K-Fold Cross-Validation

The cv.lm() function in R is used to perform k-fold cross-validation on linear regression models. The cv.lm() function is primarily available in the DAAD R Package, though similar functions exist in other R packages, such as lmvar and cv.

The main purpose of cv.lm() function is to evaluate how well the regression model will generalize to an independent dataset, helping to assess predictive accuracy and detect overfitting. In this post, I will explain the use, application, and visualizations of the cv.lm() function.

K-Fold Cross-Validation using cv.lm() Function

Before diving into the cv.lm() function, it is helpful to understand the underlying mechanics. The cv.lm() function performs k-fold cross-validation by following these steps:

  1. Data Splitting: The dataset is randomly shuffled and split into $m$ or $k$ equal-sized groups, called folds.
  2. Iterative Training and Testing: The model is trained and evaluated $m$ times. In each iteration:
    • A different fold is held out as the validation set.
    • The model is re-fitted using the data from the remaining $m-1$ folds (the training set).
    • This fitted model is then used to predict the outcomes for the observations in the held-out validation fold.
  3. Result Compilation: This process yields a set of cross-validated predictions (cvpred) for every observation in the original dataset, since each data point serves in the validation set exactly once.

cv.lm() Function Syntax and Important Arguments

The primary implementation of this function is CVlm() (or its alias cv.lm()) in the DAAD package.

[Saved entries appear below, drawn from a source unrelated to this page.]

use crate::{
    config::Config,
    error::Result,
    walker::{DirectoryWalker, WalkStats},
    writer::{MergeWriter, WriteOutcome},
};
use serde::Serialize;
use std::time::{Duration, Instant};
use tracing::{info, instrument, warn};

/// Statistics collected during a merge run.
#[derive(Debug, Clone, Serialize)]
pub struct MergeStats {
    /// Walk and render counters
    #[serde(flatten)]
    pub walk: WalkStats,

    /// Whether the merged document was fully written
    pub output_written: bool,

    /// Bytes written to the merged document
    pub bytes_written: u64,

    /// Merged document path
    pub output_path: String,

    /// Total execution time
    pub duration: Duration,
}

impl MergeStats {
    fn new(walk: WalkStats, outcome: WriteOutcome, output_path: String, duration: Duration) -> Self {
        Self {
            walk,
            output_written: outcome.written,
            bytes_written: outcome.bytes_written,
            output_path,
            duration,
        }
    }

    /// Returns true if any directory, file or output failure was logged.
    #[must_use]
    pub const fn had_errors(&self) -> bool {
        self.walk.access_errors > 0 || self.walk.read_errors > 0 || !self.output_written
    }
}

/// Orchestrates a merge: walk, filter, render, write.
pub struct Pipeline {
    config: Config,
    walker: DirectoryWalker,
    writer: MergeWriter,
}

impl Pipeline {
    /// Creates a new pipeline with the given configuration.
    ///
    /// # Errors
    ///
    /// Returns an error if configuration validation fails.
    pub fn new(config: Config) -> Result<Self> {
        config.validate()?;

        let walker = DirectoryWalker::new(&config);
        let writer = MergeWriter::new(&config);

        Ok(Self {
            config,
            walker,
            writer,
        })
    }

    /// Runs the merge and returns statistics.
    ///
    /// In dry run mode the project is walked and every eligible file is
    /// logged, but no output is written.
    ///
    /// # Errors
    ///
    /// Returns an error only if the output directory cannot be created.
    /// Unreadable directories, unreadable files and a failing destination
    /// file are logged and reflected in the returned [`MergeStats`].
    ///
    /// # Examples
    ///
    /// ```no_run
    /// use treemerge::{Config, Pipeline};
    ///
    /// # fn main() -> anyhow::Result<()> {
    /// let config = Config::builder()
    ///     .project_dir("./src")
    ///     .allowed_extensions(vec![".rs".to_string()])
    ///     .build()?;
    ///
    /// let stats = Pipeline::new(config)?.run()?;
    /// println!("{} files merged", stats.walk.files_merged);
    /// # Ok(())
    /// # }
    /// ```
    #[instrument(skip(self), fields(project = %self.walker.project_path().display()))]
    pub fn run(self) -> Result<MergeStats> {
        let start_time = Instant::now();
        let output_path = self.writer.output_path().display().to_string();

        if self.config.dry_run {
            warn!("Dry run mode enabled - skipping output write");
            let walk = self.dry_run();
            return Ok(MergeStats::new(
                walk,
                WriteOutcome::default(),
                output_path,
                start_time.elapsed(),
            ));
        }

        info!("Merging {} into {}", self.walker.project_path().display(), output_path);

        let mut stream = self.walker.stream();
        let outcome = self.writer.write(stream.by_ref())?;
        let stats = MergeStats::new(stream.stats(), outcome, output_path, start_time.elapsed());

        self.log_summary(&stats);
        Ok(stats)
    }

    fn dry_run(&self) -> WalkStats {
        let project = self.walker.project_path();
        let mut files = self.walker.eligible_files();
        let mut count = 0usize;

        for path in files.by_ref() {
            let relative = pathdiff::diff_paths(&path, project).unwrap_or_else(|| path.clone());
            info!("Would merge: {}", relative.display());
            count += 1;
        }

        let walk = files.stats();
        info!(
            "Dry run complete: {} files would be merged, {} skipped",
            count, walk.files_skipped
        );
        walk
    }

    fn log_summary(&self, stats: &MergeStats) {
        let walk = &stats.walk;

        info!(
            "✓ Merged {} files ({} skipped, {} comment lines dropped) in {:.2}s",
            walk.files_merged,
            walk.files_skipped,
            walk.comment_lines_dropped,
            stats.duration.as_secs_f64()
        );

        if walk.directories_pruned > 0 {
            info!("  Pruned {} skip folders", walk.directories_pruned);
        }

        if walk.access_errors > 0 || walk.read_errors > 0 {
            warn!(
                "  {} directories could not be listed, {} files could not be read",
                walk.access_errors, walk.read_errors
            );
        }

        if !stats.output_written {
            warn!("  Output {} was not fully written", stats.output_path);
        }
    }
}
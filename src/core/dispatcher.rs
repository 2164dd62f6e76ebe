//! Event dispatch for a single connection controller
//!
//! Timer deadlines, burst DTMF confirmations and line control records all
//! travel through one unbounded channel owned by the controller, which drains
//! it sequentially. Nothing here blocks: network collaborators hold cheap
//! tokens that post back into the channel when their operation completes.

use std::time::Duration;

use tokio::sync::mpsc;
use tokio_util::sync::CancellationToken;
use tracing::trace;

use super::state::ConnectionId;
use crate::{Error, Result};

/// Messages delivered to a connection controller
#[derive(Debug, Clone, PartialEq, Eq)]
pub enum ConnectionEvent {
    /// The call waiting deadline armed as `generation` elapsed
    CallWaitingMissed { generation: u64 },
    /// The network acknowledged the outstanding burst DTMF send
    BurstDtmfConfirmed,
    /// A line control information record arrived from the network
    LineControlInfo,
}

/// Per-connection scheduling primitive
#[derive(Debug, Clone)]
pub struct EventDispatcher {
    connection_id: ConnectionId,
    tx: mpsc::UnboundedSender<ConnectionEvent>,
    shutdown: CancellationToken,
}

impl EventDispatcher {
    pub fn new(connection_id: ConnectionId) -> (Self, mpsc::UnboundedReceiver<ConnectionEvent>) {
        let (tx, rx) = mpsc::unbounded_channel();
        let dispatcher = Self {
            connection_id,
            tx,
            shutdown: CancellationToken::new(),
        };
        (dispatcher, rx)
    }

    pub fn connection_id(&self) -> ConnectionId {
        self.connection_id
    }

    /// Deliver `event` after `delay` unless the returned handle is cancelled first.
    ///
    /// Fails outside a tokio runtime.
    pub fn post_delayed(&self, event: ConnectionEvent, delay: Duration) -> Result<TimerHandle> {
        let runtime = tokio::runtime::Handle::try_current()
            .map_err(|e| Error::invalid_state(format!("No runtime for timer: {}", e)))?;
        let token = self.shutdown.child_token();
        let cancelled = token.clone();
        let tx = self.tx.clone();
        let shutdown = self.shutdown.clone();
        let connection_id = self.connection_id;

        runtime.spawn(async move {
            tokio::select! {
                biased;
                _ = cancelled.cancelled() => {
                    trace!("Timer for connection {} cancelled", connection_id);
                }
                _ = tokio::time::sleep(delay) => {
                    post_unless_shut_down(&tx, &shutdown, event);
                }
            }
        });

        Ok(TimerHandle { token })
    }

    /// Token handed to the network with a burst DTMF send
    pub fn burst_confirmation(&self) -> BurstConfirmation {
        BurstConfirmation {
            tx: self.tx.clone(),
            shutdown: self.shutdown.clone(),
        }
    }

    /// Subscription handle for line control information records
    pub fn line_status_subscriber(&self) -> LineStatusSubscriber {
        LineStatusSubscriber {
            connection_id: self.connection_id,
            tx: self.tx.clone(),
            shutdown: self.shutdown.clone(),
        }
    }

    /// Stop accepting events. Pending timers are cancelled with it.
    pub fn shutdown(&self) {
        self.shutdown.cancel();
    }

    pub fn is_shut_down(&self) -> bool {
        self.shutdown.is_cancelled()
    }

    pub fn shutdown_token(&self) -> CancellationToken {
        self.shutdown.clone()
    }
}

fn post_unless_shut_down(
    tx: &mpsc::UnboundedSender<ConnectionEvent>,
    shutdown: &CancellationToken,
    event: ConnectionEvent,
) -> bool {
    if shutdown.is_cancelled() {
        return false;
    }
    tx.send(event).is_ok()
}

/// Handle to a pending delayed event
#[derive(Debug)]
pub struct TimerHandle {
    token: CancellationToken,
}

impl TimerHandle {
    pub fn cancel(&self) {
        self.token.cancel();
    }

    pub fn is_cancelled(&self) -> bool {
        self.token.is_cancelled()
    }
}

/// Completion token for one burst DTMF send
#[derive(Debug)]
pub struct BurstConfirmation {
    tx: mpsc::UnboundedSender<ConnectionEvent>,
    shutdown: CancellationToken,
}

impl BurstConfirmation {
    /// Report that the network accepted the burst. No-op after the connection closed.
    pub fn confirm(self) -> bool {
        post_unless_shut_down(&self.tx, &self.shutdown, ConnectionEvent::BurstDtmfConfirmed)
    }
}

/// Line control record subscription held by the network
#[derive(Debug, Clone)]
pub struct LineStatusSubscriber {
    connection_id: ConnectionId,
    tx: mpsc::UnboundedSender<ConnectionEvent>,
    shutdown: CancellationToken,
}

impl LineStatusSubscriber {
    pub fn connection_id(&self) -> ConnectionId {
        self.connection_id
    }

    pub fn notify(&self) -> bool {
        post_unless_shut_down(&self.tx, &self.shutdown, ConnectionEvent::LineControlInfo)
    }
}
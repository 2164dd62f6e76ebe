//! Connection controller core

pub mod connection;
pub mod dispatcher;
pub mod state;

pub use connection::{
    run_event_loop, CdmaConnection, ConnectionContext, ConnectionOptions, ConnectionSnapshot,
};
pub use dispatcher::{
    BurstConfirmation, ConnectionEvent, EventDispatcher, LineStatusSubscriber, TimerHandle,
};
pub use state::{
    CallControlEvent, CallDirection, Capabilities, ConnectionId, ConnectionState, DisconnectCause,
};
//! Signalling protocols for the CDMA connection controller

pub mod dtmf;

pub use dtmf::{DtmfMode, DtmfToneType, ToneOutcome, ToneTransmitter};
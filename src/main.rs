//! CDMA connection controller simulator

use std::path::PathBuf;
use std::sync::Arc;
use std::time::Duration;

use clap::{Parser, Subcommand, ValueEnum};
use colored::*;
use tokio::sync::Mutex;
use tokio::task::JoinHandle;
use tracing::info;

use cdma_connection::{
    config::ControllerConfig,
    core::{
        run_event_loop, CallControlEvent, CallDirection, CdmaConnection, ConnectionContext,
        ConnectionOptions, ConnectionState,
    },
    interfaces::{
        CallState, NetworkConnection, SimulatedConnection, SimulatedPhone, SimulatedTonePlayer,
    },
    services::{EmergencyNumbers, SystemSettings},
    utils::setup_logging,
    Result,
};

/// Simulated network latency for burst DTMF confirmations
const BURST_CONFIRM_DELAY: Duration = Duration::from_millis(150);

#[derive(Parser)]
#[command(name = "cdma-connection-sim")]
#[command(about = "CDMA call signaling and timing controller simulator")]
#[command(version = cdma_connection::VERSION)]
struct Cli {
    #[command(subcommand)]
    command: Commands,

    /// Configuration file path
    #[arg(short, long, value_name = "FILE")]
    config: Option<PathBuf>,

    /// Log level (trace, debug, info, warn, error)
    #[arg(short, long)]
    log_level: Option<String>,

    /// Override the call waiting timeout
    #[arg(long, env = "CDMA_CALL_WAITING_TIMEOUT_MS")]
    call_waiting_timeout_ms: Option<u64>,
}

#[derive(Subcommand)]
enum Commands {
    /// Run a scenario against the simulated radio
    Simulate {
        #[arg(value_enum)]
        scenario: Scenario,

        /// Print the final connection snapshot as JSON
        #[arg(long)]
        json: bool,
    },
    /// Validate configuration
    ValidateConfig,
    /// Generate default configuration
    GenerateConfig {
        /// Output file path
        #[arg(short, long)]
        output: Option<PathBuf>,
    },
}

#[derive(Debug, Clone, Copy, ValueEnum)]
enum Scenario {
    /// Rapid key presses over a circuit switched call
    BurstDtmf,
    /// Waiting call left unanswered
    CallWaitingMissed,
    /// Waiting call answered before the timeout
    CallWaitingAnswered,
    /// Dial an emergency number until the far end answers
    EmergencyDial,
    /// Repeated line control records on an active call
    LineControl,
}

#[tokio::main]
async fn main() -> Result<()> {
    let cli = Cli::parse();

    let config = load_configuration(&cli)?;
    let _log_guard = setup_logging(&config.logging)?;

    info!("Starting {} v{}", cdma_connection::NAME, cdma_connection::VERSION);
    info!("Description: {}", cdma_connection::DESCRIPTION);

    match &cli.command {
        Commands::Simulate { scenario, json } => run_scenario(&config, *scenario, *json).await,
        Commands::ValidateConfig => validate_configuration(&config),
        Commands::GenerateConfig { output } => generate_default_config(output.clone()),
    }
}

fn load_configuration(cli: &Cli) -> Result<ControllerConfig> {
    let mut config = if let Some(config_path) = &cli.config {
        ControllerConfig::load_from_file(config_path)?
    } else {
        match ControllerConfig::load_from_env() {
            Ok(config) => config,
            Err(_) => ControllerConfig::default_config(),
        }
    };

    if let Some(level) = &cli.log_level {
        config.logging.level = level.clone();
    }
    if let Some(timeout_ms) = cli.call_waiting_timeout_ms {
        config.call_waiting.timeout_ms = timeout_ms;
    }

    config.validate()?;
    Ok(config)
}

/// Simulated radio plus one running controller
struct Simulation {
    phone: Arc<SimulatedPhone>,
    player: Arc<SimulatedTonePlayer>,
    leg: Arc<SimulatedConnection>,
    connection: Arc<Mutex<CdmaConnection>>,
    event_loop: JoinHandle<()>,
    listener: JoinHandle<()>,
}

impl Simulation {
    fn start(
        config: &ControllerConfig,
        phone: Arc<SimulatedPhone>,
        leg: Arc<SimulatedConnection>,
        direction: CallDirection,
    ) -> Result<Self> {
        let player = Arc::new(SimulatedTonePlayer::default());
        let context = ConnectionContext {
            settings: Arc::new(SystemSettings::from_config(&config.dtmf)),
            emergency_numbers: Arc::new(EmergencyNumbers::from_config(&config.emergency)),
            emergency_tone_player: Some(player.clone()),
        };

        let original: Arc<dyn NetworkConnection> = leg.clone();
        let mut connection = CdmaConnection::new(
            Some(original),
            context,
            ConnectionOptions::from_config(config, direction),
        )?;

        let events = connection
            .take_event_receiver()
            .ok_or_else(|| cdma_connection::Error::internal("Failed to get event receiver"))?;
        let mut listener_rx = connection
            .take_listener_receiver()
            .ok_or_else(|| cdma_connection::Error::internal("Failed to get listener receiver"))?;

        let connection = Arc::new(Mutex::new(connection));
        let event_loop = tokio::spawn(run_event_loop(Arc::clone(&connection), events));
        let listener = tokio::spawn(async move {
            while let Some(event) = listener_rx.recv().await {
                handle_call_control_event(event);
            }
        });

        Ok(Self {
            phone,
            player,
            leg,
            connection,
            event_loop,
            listener,
        })
    }

    async fn finish(self, json: bool) -> Result<()> {
        let snapshot = {
            let mut connection = self.connection.lock().await;
            let snapshot = connection.snapshot();
            connection.close();
            snapshot
        };
        self.event_loop
            .await
            .map_err(|e| cdma_connection::Error::internal(format!("Event loop failed: {}", e)))?;
        // Dropping the controller closes its listener channel.
        drop(self.connection);
        let _ = self.listener.await;

        println!();
        println!("{}", "Network actions".bold().blue());
        for action in self.phone.actions() {
            println!("  {}", action);
        }

        println!();
        if json {
            println!("{}", serde_json::to_string_pretty(&snapshot)?);
        } else {
            println!("{}", "Connection".bold().blue());
            println!("  {}: {}", "Id".bold(), snapshot.id);
            println!("  {}: {}", "State".bold(), colored_state(snapshot.state));
            if let Some(cause) = snapshot.disconnect_cause {
                println!("  {}: {}", "Cause".bold(), cause.description());
            }
            println!("  {}: {}", "Queued tones".bold(), snapshot.queued_tones);
            println!(
                "  {}: {}",
                "Connect time corrected".bold(),
                snapshot.connection_time_reset
            );
        }
        Ok(())
    }
}

fn colored_state(state: ConnectionState) -> ColoredString {
    let label = state.to_string();
    match state {
        ConnectionState::Active => label.green(),
        ConnectionState::Dialing | ConnectionState::Ringing => label.yellow(),
        ConnectionState::Holding => label.cyan(),
        ConnectionState::Disconnected => label.red(),
        ConnectionState::New => label.normal(),
    }
}

fn handle_call_control_event(event: CallControlEvent) {
    match event {
        CallControlEvent::StateChanged {
            connection_id,
            state,
        } => {
            println!("📞 {} {}", connection_id, colored_state(state));
        }
        CallControlEvent::Disconnected {
            connection_id,
            cause,
        } => {
            println!("✗ {} disconnected: {}", connection_id, cause.description().red());
        }
        CallControlEvent::Closed { connection_id } => {
            println!("✓ {} closed", connection_id);
        }
    }
}

async fn run_scenario(config: &ControllerConfig, scenario: Scenario, json: bool) -> Result<()> {
    println!("{} {:?}", "Scenario".bold().blue(), scenario);

    match scenario {
        Scenario::BurstDtmf => burst_dtmf(config, json).await,
        Scenario::CallWaitingMissed => call_waiting_missed(config, json).await,
        Scenario::CallWaitingAnswered => call_waiting_answered(config, json).await,
        Scenario::EmergencyDial => emergency_dial(config, json).await,
        Scenario::LineControl => line_control(config, json).await,
    }
}

async fn burst_dtmf(config: &ControllerConfig, json: bool) -> Result<()> {
    let phone = Arc::new(SimulatedPhone::with_confirm_delay(0, BURST_CONFIRM_DELAY));
    let leg = Arc::new(SimulatedConnection::outgoing("5550100", Some(phone.clone())));
    leg.set_state(CallState::Active);
    let sim = Simulation::start(config, phone, leg, CallDirection::Outgoing)?;

    for digit in "18005550199#".chars() {
        let connection = sim.connection.lock().await;
        connection.play_tone(digit)?;
        connection.stop_tone();
    }

    // Let every queued flush be confirmed.
    while sim.connection.lock().await.snapshot().tone_confirmation_pending {
        tokio::time::sleep(BURST_CONFIRM_DELAY).await;
    }

    println!(
        "{} {} burst[s] for 12 key presses",
        "✓".green(),
        sim.phone.burst_sends().len()
    );
    sim.finish(json).await
}

async fn call_waiting_missed(config: &ControllerConfig, json: bool) -> Result<()> {
    let phone = Arc::new(SimulatedPhone::new(0));
    let leg = Arc::new(SimulatedConnection::waiting("5550123", Some(phone.clone())));
    let sim = Simulation::start(config, phone, leg, CallDirection::Incoming)?;

    println!(
        "Waiting {} ms for the call waiting timeout",
        config.call_waiting.timeout_ms
    );
    tokio::time::sleep(config.call_waiting.timeout() + Duration::from_millis(100)).await;

    println!("{} hangups sent: {}", "✓".green(), sim.leg.hangups());
    sim.finish(json).await
}

async fn call_waiting_answered(config: &ControllerConfig, json: bool) -> Result<()> {
    let phone = Arc::new(SimulatedPhone::new(0));
    let leg = Arc::new(SimulatedConnection::waiting("5550123", Some(phone.clone())));
    let sim = Simulation::start(config, phone, leg, CallDirection::Incoming)?;

    tokio::time::sleep(config.call_waiting.timeout() / 2).await;
    {
        let mut connection = sim.connection.lock().await;
        connection.answer();
        sim.leg.set_state(CallState::Active);
        connection.update_state();
    }
    tokio::time::sleep(config.call_waiting.timeout()).await;

    println!("{} hangups sent: {}", "✓".green(), sim.leg.hangups());
    sim.finish(json).await
}

async fn emergency_dial(config: &ControllerConfig, json: bool) -> Result<()> {
    let number = config
        .emergency
        .numbers
        .first()
        .cloned()
        .ok_or_else(|| cdma_connection::Error::invalid_state("No emergency numbers configured"))?;
    let phone = Arc::new(SimulatedPhone::new(0));
    let leg = Arc::new(SimulatedConnection::outgoing(
        &format!("tel:{}", number),
        Some(phone.clone()),
    ));
    let sim = Simulation::start(config, phone, leg, CallDirection::Outgoing)?;

    println!("Emergency tone playing while dialing: {}", sim.player.is_playing());
    tokio::time::sleep(Duration::from_millis(500)).await;
    {
        let mut connection = sim.connection.lock().await;
        sim.leg.set_state(CallState::Active);
        connection.update_state();
    }
    println!("Emergency tone playing once answered: {}", sim.player.is_playing());

    sim.finish(json).await
}

async fn line_control(config: &ControllerConfig, json: bool) -> Result<()> {
    let phone = Arc::new(SimulatedPhone::new(0));
    let leg = Arc::new(SimulatedConnection::outgoing("5550100", Some(phone.clone())));
    leg.set_state(CallState::Active);
    let sim = Simulation::start(config, phone, leg, CallDirection::Outgoing)?;

    for _ in 0..3 {
        tokio::time::sleep(Duration::from_millis(250)).await;
        sim.phone.broadcast_line_control_info();
    }
    tokio::time::sleep(Duration::from_millis(50)).await;

    println!(
        "{} connect time corrected {} time[s] for 3 records",
        "✓".green(),
        sim.leg.time_resets()
    );
    sim.finish(json).await
}

fn validate_configuration(config: &ControllerConfig) -> Result<()> {
    info!("Validating configuration...");

    config.validate()?;

    println!("✓ Configuration is valid");
    println!("  Node ID: {}", config.general.node_id);
    println!(
        "  DTMF Tone Type: {}",
        config
            .dtmf
            .tone_type
            .map(|t| format!("{:?}", t))
            .unwrap_or_else(|| "platform default".to_string())
    );
    println!("  Call Waiting Timeout: {} ms", config.call_waiting.timeout_ms);
    println!("  Mute Allowed: {}", config.connection.allow_mute);
    println!("  Emergency Numbers: {}", config.emergency.numbers.join(", "));

    Ok(())
}

fn generate_default_config(output_path: Option<PathBuf>) -> Result<()> {
    let config = ControllerConfig::default_config();
    let toml_content = toml::to_string_pretty(&config).map_err(|e| {
        cdma_connection::Error::internal(format!("Failed to serialize config: {}", e))
    })?;

    match output_path {
        Some(path) => {
            std::fs::write(&path, toml_content)?;
            println!("✓ Default configuration written to: {}", path.display());
        }
        None => {
            println!("{}", toml_content);
        }
    }

    Ok(())
}
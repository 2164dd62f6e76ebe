//! CDMA Connection - call signaling and timing controller
//!
//! Protocol-level state for a single CDMA call leg: burst DTMF with a single
//! outstanding confirmation, the call waiting timeout, connect time
//! correction on line control records and the emergency dialing tone.

pub mod config;
pub mod core;
pub mod error;
pub mod interfaces;
pub mod protocols;
pub mod services;
pub mod utils;

pub use error::{Error, Result};

/// Controller version information
pub const VERSION: &str = env!("CARGO_PKG_VERSION");
pub const NAME: &str = env!("CARGO_PKG_NAME");
pub const DESCRIPTION: &str = env!("CARGO_PKG_DESCRIPTION");
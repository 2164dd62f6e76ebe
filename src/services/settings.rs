//! Live system settings consulted on every tone request

use std::sync::RwLock;

use tracing::info;

use crate::config::DtmfConfig;
use crate::interfaces::SettingsProvider;
use crate::protocols::dtmf::DtmfToneType;

#[derive(Debug, Default)]
pub struct SystemSettings {
    dtmf_tone_type: RwLock<Option<DtmfToneType>>,
}

impl SystemSettings {
    pub fn new(dtmf_tone_type: Option<DtmfToneType>) -> Self {
        Self {
            dtmf_tone_type: RwLock::new(dtmf_tone_type),
        }
    }

    pub fn from_config(config: &DtmfConfig) -> Self {
        Self::new(config.tone_type)
    }

    pub fn set_dtmf_tone_type(&self, tone_type: Option<DtmfToneType>) {
        let mut current = self
            .dtmf_tone_type
            .write()
            .unwrap_or_else(|poisoned| poisoned.into_inner());
        *current = tone_type;
        info!("DTMF tone type set to {:?}", tone_type);
    }
}

impl SettingsProvider for SystemSettings {
    fn dtmf_tone_type(&self) -> Option<DtmfToneType> {
        *self
            .dtmf_tone_type
            .read()
            .unwrap_or_else(|poisoned| poisoned.into_inner())
    }
}
//! Line control record handling
//!
//! The first line control record seen on an established outgoing call marks the
//! point the far end actually answered, so the connect time is re-baselined once.

use tracing::info;

use crate::interfaces::{CallState, NetworkConnection};

#[derive(Debug, Default)]
pub struct LineStatusDebouncer {
    connection_time_reset: bool,
}

impl LineStatusDebouncer {
    pub fn new() -> Self {
        Self::default()
    }

    /// Returns true when this event performed the duration correction.
    pub fn on_line_status_event(&mut self, connection: &dyn NetworkConnection) -> bool {
        if self.connection_time_reset || connection.state() != CallState::Active {
            return false;
        }
        if connection.duration().is_zero() || connection.is_incoming() {
            return false;
        }

        self.connection_time_reset = true;
        connection.reset_connection_time();
        info!("connection time re-baselined on line control info");
        true
    }

    pub fn has_reset(&self) -> bool {
        self.connection_time_reset
    }

    pub fn reset(&mut self) {
        self.connection_time_reset = false;
    }
}
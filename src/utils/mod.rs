//! Utilities for the CDMA connection controller

pub mod logger;

pub use logger::{parse_log_level, setup_logging};
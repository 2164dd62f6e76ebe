//! Collaborator interfaces of the connection controller

pub mod network;
pub mod platform;
pub mod simulated;

pub use network::{Bearer, CallState, NetworkConnection, RadioPhone};
pub use platform::{EmergencyNumberClassifier, EmergencyTonePlayer, SettingsProvider};
pub use simulated::{NetworkAction, SimulatedConnection, SimulatedPhone, SimulatedTonePlayer};
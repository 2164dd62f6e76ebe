//! Logging configuration for the CDMA connection controller

use tracing::{info, Level};
use tracing_appender::non_blocking::WorkerGuard;
use tracing_appender::{non_blocking, rolling};
use tracing_subscriber::{fmt, layer::SubscriberExt, util::SubscriberInitExt, EnvFilter, Layer};

use crate::config::{LogFormat, LoggingConfig};
use crate::Result;

/// Setup logging based on configuration.
///
/// The returned guard flushes the file writer on drop and must be held for
/// the life of the process.
pub fn setup_logging(config: &LoggingConfig) -> Result<Option<WorkerGuard>> {
    let level = parse_log_level(&config.level)?;

    let env_filter = EnvFilter::builder()
        .with_default_directive(level.into())
        .from_env_lossy();

    let registry = tracing_subscriber::registry().with(env_filter);

    let (file_layer, guard) = match &config.directory {
        Some(directory) => {
            let file_appender = rolling::RollingFileAppender::builder()
                .rotation(rolling::Rotation::DAILY)
                .filename_prefix(&config.file_prefix)
                .filename_suffix("log")
                .build(directory)
                .map_err(|e| {
                    crate::Error::internal(format!("Failed to create file appender: {}", e))
                })?;

            let (file_writer, file_guard) = non_blocking(file_appender);

            let file_layer = match config.format {
                LogFormat::Json => fmt::layer().json().with_writer(file_writer).boxed(),
                LogFormat::Compact => fmt::layer()
                    .compact()
                    .with_ansi(false)
                    .with_writer(file_writer)
                    .boxed(),
                LogFormat::Full => fmt::layer().with_ansi(false).with_writer(file_writer).boxed(),
            };
            (Some(file_layer), Some(file_guard))
        }
        None => (None, None),
    };

    let console_layer = match config.format {
        LogFormat::Json => fmt::layer().json().with_writer(std::io::stdout).boxed(),
        LogFormat::Compact => fmt::layer().compact().with_writer(std::io::stdout).boxed(),
        LogFormat::Full => fmt::layer().with_writer(std::io::stdout).boxed(),
    };

    // A `None` file layer is a no-op layer.
    registry
        .with(file_layer)
        .with(console_layer)
        .try_init()
        .map_err(|e| crate::Error::internal(format!("Failed to install logger: {}", e)))?;

    info!("Logging initialized with level: {}", config.level);
    Ok(guard)
}

pub fn parse_log_level(level: &str) -> Result<Level> {
    match level.to_lowercase().as_str() {
        "trace" => Ok(Level::TRACE),
        "debug" => Ok(Level::DEBUG),
        "info" => Ok(Level::INFO),
        "warn" => Ok(Level::WARN),
        "error" => Ok(Level::ERROR),
        _ => Err(crate::Error::parse("Invalid log level")),
    }
}
//! Platform collaborators: audio cues, settings and number classification

use crate::protocols::dtmf::DtmfToneType;

/// Plays the audible cue for emergency calls while they dial
pub trait EmergencyTonePlayer: Send + Sync {
    /// Start the cue. Repeated starts are harmless.
    fn start(&self);

    /// Stop the cue. Harmless when it was never started.
    fn stop(&self);
}

pub trait SettingsProvider: Send + Sync {
    /// DTMF tone type selected by the user, `None` when never set
    fn dtmf_tone_type(&self) -> Option<DtmfToneType>;
}

pub trait EmergencyNumberClassifier: Send + Sync {
    fn is_local_emergency_number(&self, address: &str) -> bool;
}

CVlm(data, form.lm, m = 3, dots = FALSE, seed = 29, 
     plotit = c("Observed", "Residual"), 
     col.folds = NULL, main = NULL, legend.pos = "topleft", 
     printit = TRUE, ...)

The important arguments are:

  • data: The data frame containing the variables to be used in the model
  • form.lm: A formula, such as y ~ x1 + x2, which defines the linear regression model to be evaluated.
  • m: The number of folds to use. For example, $m=5$ performs 5-fold cross-validation. The default value is 3.
  • seed: An integer to set the random number generator seed. This is crucial for reproducibility, ensuring that the random assignment of data points to folds is the same each time you run the function.
  • plotit: Controls the graphical output. It can be set to “Observed” (the default), “Residual”, or “FALSE” to suppress plotting.
  • printit: A logical value. If set to TRUE (the default), the function prints a detailed summary of the cross-validation results, including the fold number and cross-validated predictions.
  • …: Additional arguments to be passed to other functions, such as legend() for customizing the plot.

Practical Applications of cv.lm() Function

The cv.lm() is a valuable function in the model-building process. Its primary applications are:

  • Estimating Prediction Error: It provides a more reliable estimate of a model’s prediction error on unseen data than the training error (Residual Sum of Squares), which is often overly optimistic.
  • Model Comparison: One can use it to compare the cross-validated prediction error of different models (such as a simple model vs a complex model with many predictors). The model with the lower cross-validated error is generally preferred.
  • Detecting Overfitting: If a model performs very well on the training data but yields a much higher cross-validated error, it is a strong sign of overfitting.
  • Evaluating Model Stability: By repeating cross-validation (or looking at the predictions per fold), one can assess how stable the model’s predictions are across different subsets of the data.

Understanding the Visual Output

One of the most helpful features of cv.lm() function is its ability to visualize the results makes it easier to spot patterns and potential problems.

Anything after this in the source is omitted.